One other option is to make voluntary contributions to the unemployment fund, similar to a one-time payment to increase the reserve. This strategy is only available in 27 states and should be carefully considered. There are several factors that can determine the impact this type of payment can have on the rate. (if you would like to know if your state allows voluntary contributions email email@example.com)

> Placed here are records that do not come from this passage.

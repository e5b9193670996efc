//! Debounced query → geocode → forecast → view-model pipeline.
//!
//! Every committed query gets a generation token. A result is published
//! only if its token is still the current one, so a slow response for an
//! older query can never overwrite the state of a newer one.

use std::sync::{Arc, Mutex, MutexGuard, PoisonError};
use std::time::Duration;

use tokio::sync::watch;
use tokio::task::JoinHandle;
use tracing::{debug, info, warn};

use crate::{
    Config, DayViewModel, PipelineError, PipelineState, ProviderError,
    background::categorize,
    provider::{ForecastClient, GeocodeClient, clients_from_config},
};

/// Identifies one committed query.
type Generation = u64;

#[derive(Debug)]
pub struct ForecastPipeline {
    shared: Arc<Shared>,
    debounce: Duration,
    timer: Mutex<Option<JoinHandle<()>>>,
}

#[derive(Debug)]
struct Shared {
    geocoder: Arc<dyn GeocodeClient>,
    forecaster: Arc<dyn ForecastClient>,
    date_format: String,
    /// Held while publishing so the token check and the state write are atomic.
    current: Mutex<Generation>,
    state: watch::Sender<PipelineState>,
}

fn lock<T>(m: &Mutex<T>) -> MutexGuard<'_, T> {
    m.lock().unwrap_or_else(PoisonError::into_inner)
}

impl ForecastPipeline {
    pub fn new(
        geocoder: Arc<dyn GeocodeClient>,
        forecaster: Arc<dyn ForecastClient>,
        config: &Config,
    ) -> Self {
        let (state, _) = watch::channel(PipelineState::Idle);

        Self {
            shared: Arc::new(Shared {
                geocoder,
                forecaster,
                date_format: config.date_format.clone(),
                current: Mutex::new(0),
                state,
            }),
            debounce: config.debounce(),
            timer: Mutex::new(None),
        }
    }

    /// Pipeline backed by the Open-Meteo client described by `config`.
    pub fn from_config(config: &Config) -> Result<Self, ProviderError> {
        let (geocoder, forecaster) = clients_from_config(config)?;
        Ok(Self::new(geocoder, forecaster, config))
    }

    pub fn debounce(&self) -> Duration {
        self.debounce
    }

    /// Snapshot of the current state.
    pub fn state(&self) -> PipelineState {
        self.shared.state.borrow().clone()
    }

    /// Receiver that observes every published state.
    pub fn subscribe(&self) -> watch::Receiver<PipelineState> {
        self.shared.state.subscribe()
    }

    /// Input entry point, called on every keystroke.
    ///
    /// Restarts the quiet period; the query is committed only once the input
    /// has been stable for [`Self::debounce`]. Must be called from within a
    /// Tokio runtime.
    pub fn set_query(&self, query: impl Into<String>) {
        let query = query.into();
        let shared = Arc::clone(&self.shared);
        let delay = self.debounce;

        let mut timer = lock(&self.timer);
        if let Some(pending) = timer.take() {
            debug!("Restarting debounce timer");
            pending.abort();
        }

        *timer = Some(tokio::spawn(async move {
            tokio::time::sleep(delay).await;
            // Committing is synchronous, so aborting the timer can never
            // leave a half-committed query behind.
            if let Some(generation) = shared.commit(&query) {
                tokio::spawn(async move {
                    shared.run(generation, &query).await;
                });
            }
        }));
    }

    /// Commit `query` right away, skipping the quiet period.
    pub fn submit(&self, query: impl Into<String>) {
        let query = query.into();
        self.cancel_pending();

        if let Some(generation) = self.shared.commit(&query) {
            let shared = Arc::clone(&self.shared);
            tokio::spawn(async move {
                shared.run(generation, &query).await;
            });
        }
    }

    /// Commit `query` and drive it to completion on the calling task.
    ///
    /// Returns the state this query produced, which is also published. If a
    /// newer query superseded it before the forecast step, nothing is
    /// produced and the current (newer) state is returned instead.
    pub async fn run_query(&self, query: &str) -> PipelineState {
        self.cancel_pending();

        match self.shared.commit(query) {
            Some(generation) => self.shared.run(generation, query).await,
            None => PipelineState::empty(),
        }
    }

    /// Drop the debounce timer, if any. In-flight queries are unaffected.
    pub fn cancel_pending(&self) {
        if let Some(pending) = lock(&self.timer).take() {
            pending.abort();
        }
    }
}

impl Drop for ForecastPipeline {
    fn drop(&mut self) {
        self.cancel_pending();
        self.shared.invalidate();
    }
}

impl Shared {
    /// Make `query` the current one. Blank input settles immediately on an
    /// empty forecast and returns `None`.
    fn commit(&self, query: &str) -> Option<Generation> {
        let mut current = lock(&self.current);
        *current += 1;

        if query.trim().is_empty() {
            debug!(generation = *current, "Blank query, clearing forecast");
            self.state.send_replace(PipelineState::empty());
            return None;
        }

        info!(query = query.trim(), generation = *current, "Committing forecast query");
        self.state.send_replace(PipelineState::Loading);
        Some(*current)
    }

    fn is_current(&self, generation: Generation) -> bool {
        *lock(&self.current) == generation
    }

    fn invalidate(&self) {
        *lock(&self.current) += 1;
    }

    fn publish(&self, generation: Generation, state: PipelineState) -> bool {
        let current = lock(&self.current);
        if *current != generation {
            debug!(generation, current = *current, "Discarding superseded result");
            return false;
        }

        self.state.send_replace(state);
        true
    }

    async fn run(&self, generation: Generation, query: &str) -> PipelineState {
        let state = match self.resolve(generation, query).await {
            Ok(Some(state)) => state,
            Ok(None) => return self.state.borrow().clone(),
            Err(err) => PipelineState::error(err.to_string()),
        };

        self.publish(generation, state.clone());
        state
    }

    /// `Ok(None)` means the query was superseded between the two calls.
    /// A query superseded during the forecast call still resolves here and is
    /// dropped by [`Shared::publish`].
    async fn resolve(
        &self,
        generation: Generation,
        query: &str,
    ) -> Result<Option<PipelineState>, PipelineError> {
        let name = query.trim();

        let coords = self.geocoder.geocode(name).await.map_err(|err| {
            log_provider_error("geocode", &err);
            PipelineError::from_geocode(&err)
        })?;

        if !self.is_current(generation) {
            debug!(generation, "Query superseded before forecast fetch");
            return Ok(None);
        }

        let days = self.forecaster.fetch_forecast(coords).await.map_err(|err| {
            log_provider_error("forecast", &err);
            PipelineError::from_forecast(&err)
        })?;

        let forecast: Vec<DayViewModel> = days
            .iter()
            .map(|raw| DayViewModel::from_raw(raw, &self.date_format))
            .collect();

        let background = days
            .first()
            .map(|d| categorize(d.weather_code))
            .unwrap_or_default();

        debug!(days = forecast.len(), %background, "Forecast ready");
        Ok(Some(PipelineState::Ready { forecast, background }))
    }
}

fn log_provider_error(step: &str, err: &ProviderError) {
    if err.is_fault() {
        warn!(step, error = %err, "Forecast lookup failed");
    } else {
        info!(step, error = %err, "Forecast lookup found nothing");
    }
}
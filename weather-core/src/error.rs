use thiserror::Error;

/// Failures reported by the geocoding and forecast clients.
#[derive(Debug, Error)]
pub enum ProviderError {
    /// The place name matched nothing. User-correctable, not a fault.
    #[error("No location found for '{0}'")]
    NotFound(String),

    #[error("Network error: {0}")]
    Network(String),

    #[error("Malformed response: {0}")]
    MalformedResponse(String),
}

impl ProviderError {
    pub fn is_fault(&self) -> bool {
        !matches!(self, ProviderError::NotFound(_))
    }
}

/// What the pipeline shows the user. Every provider failure collapses into
/// one of these three messages.
#[derive(Debug, Clone, Copy, PartialEq, Eq, Error)]
pub enum PipelineError {
    #[error("not found")]
    NotFound,

    #[error("geocode failed")]
    GeocodeFailed,

    #[error("fetch failed")]
    FetchFailed,
}

impl PipelineError {
    pub fn from_geocode(err: &ProviderError) -> Self {
        match err {
            ProviderError::NotFound(_) => PipelineError::NotFound,
            _ => PipelineError::GeocodeFailed,
        }
    }

    pub fn from_forecast(_err: &ProviderError) -> Self {
        PipelineError::FetchFailed
    }
}
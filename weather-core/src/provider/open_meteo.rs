use async_trait::async_trait;
use chrono::{NaiveDate, NaiveDateTime};
use reqwest::Client;
use serde::Deserialize;
use tracing::{debug, instrument};

use crate::{Config, Coordinates, DailyRaw, ProviderError};

use super::{ForecastClient, GeocodeClient};

const DAILY_FIELDS: &str = "temperature_2m_max,temperature_2m_min,weathercode,windspeed_10m_max";

/// Open-Meteo geocoding and forecast APIs. No API key required.
#[derive(Debug, Clone)]
pub struct OpenMeteoClient {
    http: Client,
    geocoding_url: String,
    forecast_url: String,
    forecast_days: u8,
}

impl OpenMeteoClient {
    pub fn new(config: &Config) -> Result<Self, ProviderError> {
        let http = Client::builder()
            .timeout(config.timeout())
            .build()
            .map_err(|e| ProviderError::Network(format!("Failed to build HTTP client: {e}")))?;

        Ok(Self {
            http,
            geocoding_url: config.geocoding_url.trim_end_matches('/').to_string(),
            forecast_url: config.forecast_url.trim_end_matches('/').to_string(),
            forecast_days: config.forecast_days(),
        })
    }

    async fn get_body(
        &self,
        request: reqwest::RequestBuilder,
        what: &str,
    ) -> Result<String, ProviderError> {
        let res = request
            .send()
            .await
            .map_err(|e| ProviderError::Network(format!("Failed to send {what} request: {e}")))?;

        let status = res.status();
        let body = res
            .text()
            .await
            .map_err(|e| ProviderError::Network(format!("Failed to read {what} response body: {e}")))?;

        if !status.is_success() {
            return Err(ProviderError::Network(format!(
                "{what} request failed with status {}: {}",
                status,
                truncate_body(&body),
            )));
        }

        Ok(body)
    }
}

#[derive(Debug, Deserialize)]
struct GeoResult {
    latitude: f64,
    longitude: f64,
}

#[derive(Debug, Deserialize)]
struct GeoResponse {
    #[serde(default)]
    results: Option<Vec<GeoResult>>,
}

/// Values are `null` for days past the forecast model's horizon.
#[derive(Debug, Deserialize)]
struct OmDaily {
    time: Vec<String>,
    temperature_2m_max: Vec<Option<f64>>,
    temperature_2m_min: Vec<Option<f64>>,
    weathercode: Vec<Option<i32>>,
    windspeed_10m_max: Vec<Option<f64>>,
}

#[derive(Debug, Deserialize)]
struct OmForecastResponse {
    daily: OmDaily,
}

#[async_trait]
impl GeocodeClient for OpenMeteoClient {
    #[instrument(skip(self))]
    async fn geocode(&self, name: &str) -> Result<Coordinates, ProviderError> {
        let url = format!("{}/search", self.geocoding_url);
        debug!(url = %url, "Geocoding place name");

        let request = self.http.get(&url).query(&[
            ("name", name),
            ("count", "1"),
            ("language", "en"),
            ("format", "json"),
        ]);
        let body = self.get_body(request, "geocoding").await?;

        let parsed: GeoResponse = serde_json::from_str(&body).map_err(|e| {
            ProviderError::MalformedResponse(format!("Failed to parse geocoding JSON: {e}"))
        })?;

        parsed
            .results
            .and_then(|r| r.into_iter().next())
            .map(|r| Coordinates::new(r.latitude, r.longitude))
            .ok_or_else(|| ProviderError::NotFound(name.to_string()))
    }
}

#[async_trait]
impl ForecastClient for OpenMeteoClient {
    #[instrument(skip(self), fields(lat = %coords.latitude, lon = %coords.longitude))]
    async fn fetch_forecast(&self, coords: Coordinates) -> Result<Vec<DailyRaw>, ProviderError> {
        let url = format!("{}/forecast", self.forecast_url);
        debug!(url = %url, days = self.forecast_days, "Fetching daily forecast");

        let request = self.http.get(&url).query(&[
            ("latitude", coords.latitude.to_string()),
            ("longitude", coords.longitude.to_string()),
            ("daily", DAILY_FIELDS.to_string()),
            ("timezone", "auto".to_string()),
            ("forecast_days", self.forecast_days.to_string()),
        ]);
        let body = self.get_body(request, "forecast").await?;

        let parsed: OmForecastResponse = serde_json::from_str(&body).map_err(|e| {
            ProviderError::MalformedResponse(format!("Failed to parse forecast JSON: {e}"))
        })?;

        zip_daily(parsed.daily)
    }
}

/// Turn the parallel daily arrays into one record per day. Days with any
/// `null` value are left out; arrays of unequal length are rejected.
fn zip_daily(daily: OmDaily) -> Result<Vec<DailyRaw>, ProviderError> {
    let len = daily.time.len();
    let lengths = [
        ("temperature_2m_max", daily.temperature_2m_max.len()),
        ("temperature_2m_min", daily.temperature_2m_min.len()),
        ("weathercode", daily.weathercode.len()),
        ("windspeed_10m_max", daily.windspeed_10m_max.len()),
    ];
    if let Some((field, other)) = lengths.iter().find(|(_, l)| *l != len) {
        return Err(ProviderError::MalformedResponse(format!(
            "daily.{field} has {other} entries but daily.time has {len}"
        )));
    }

    let mut days = Vec::with_capacity(len);
    for (i, time) in daily.time.iter().enumerate() {
        let date = parse_local_time(time)?;
        let (Some(max_temp), Some(min_temp), Some(wind_speed_max), Some(weather_code)) = (
            daily.temperature_2m_max[i],
            daily.temperature_2m_min[i],
            daily.windspeed_10m_max[i],
            daily.weathercode[i],
        ) else {
            debug!(date = %time, "Skipping day without forecast values");
            continue;
        };

        days.push(DailyRaw { date, max_temp, min_temp, wind_speed_max, weather_code });
    }

    Ok(days)
}

/// Open-Meteo reports local times without an offset: `2024-01-15` for daily
/// values, `2024-01-15T14:00` for sub-daily ones.
fn parse_local_time(s: &str) -> Result<NaiveDateTime, ProviderError> {
    if let Ok(dt) = NaiveDateTime::parse_from_str(s, "%Y-%m-%dT%H:%M") {
        return Ok(dt);
    }

    NaiveDate::parse_from_str(s, "%Y-%m-%d")
        .ok()
        .and_then(|d| d.and_hms_opt(0, 0, 0))
        .ok_or_else(|| ProviderError::MalformedResponse(format!("Invalid date '{s}'")))
}

fn truncate_body(body: &str) -> String {
    const MAX: usize = 200;
    match body.char_indices().nth(MAX) {
        Some((idx, _)) => format!("{}...", &body[..idx]),
        None => body.to_string(),
    }
}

If you decide to appeal a claim, documentation is the key. If the employee was termed for cause, then make available disciplinary documentation, employee evaluations and any warnings that had been given the employee. If the employee resigned voluntarily bring the resignation notice the employee provided and exit interview documentation. Many times former employees will state that they felt they had to resign for reasons they could not disclose to the employer. A good exit interview will try to uncover any “hidden” issues. In addition always review your SUI statement to make sure you have not been charged for claims not related to your company.
Appeal hearings are supposed to be “neutral” however it seems many times that “neutral” appears to mean “on the employee’s side”, but with proper preparation and documentation you can successfully appeal unemployment compensation claims.
So the next time an employee says “take this job and shove it” you will now have a reason to appeal any unemployment claim they may make later. If you have additional questions regarding unemployment insurance then contact Gary@illuminaregroupinc.com (The Payroll Answer Guy) or call 615-542-1919.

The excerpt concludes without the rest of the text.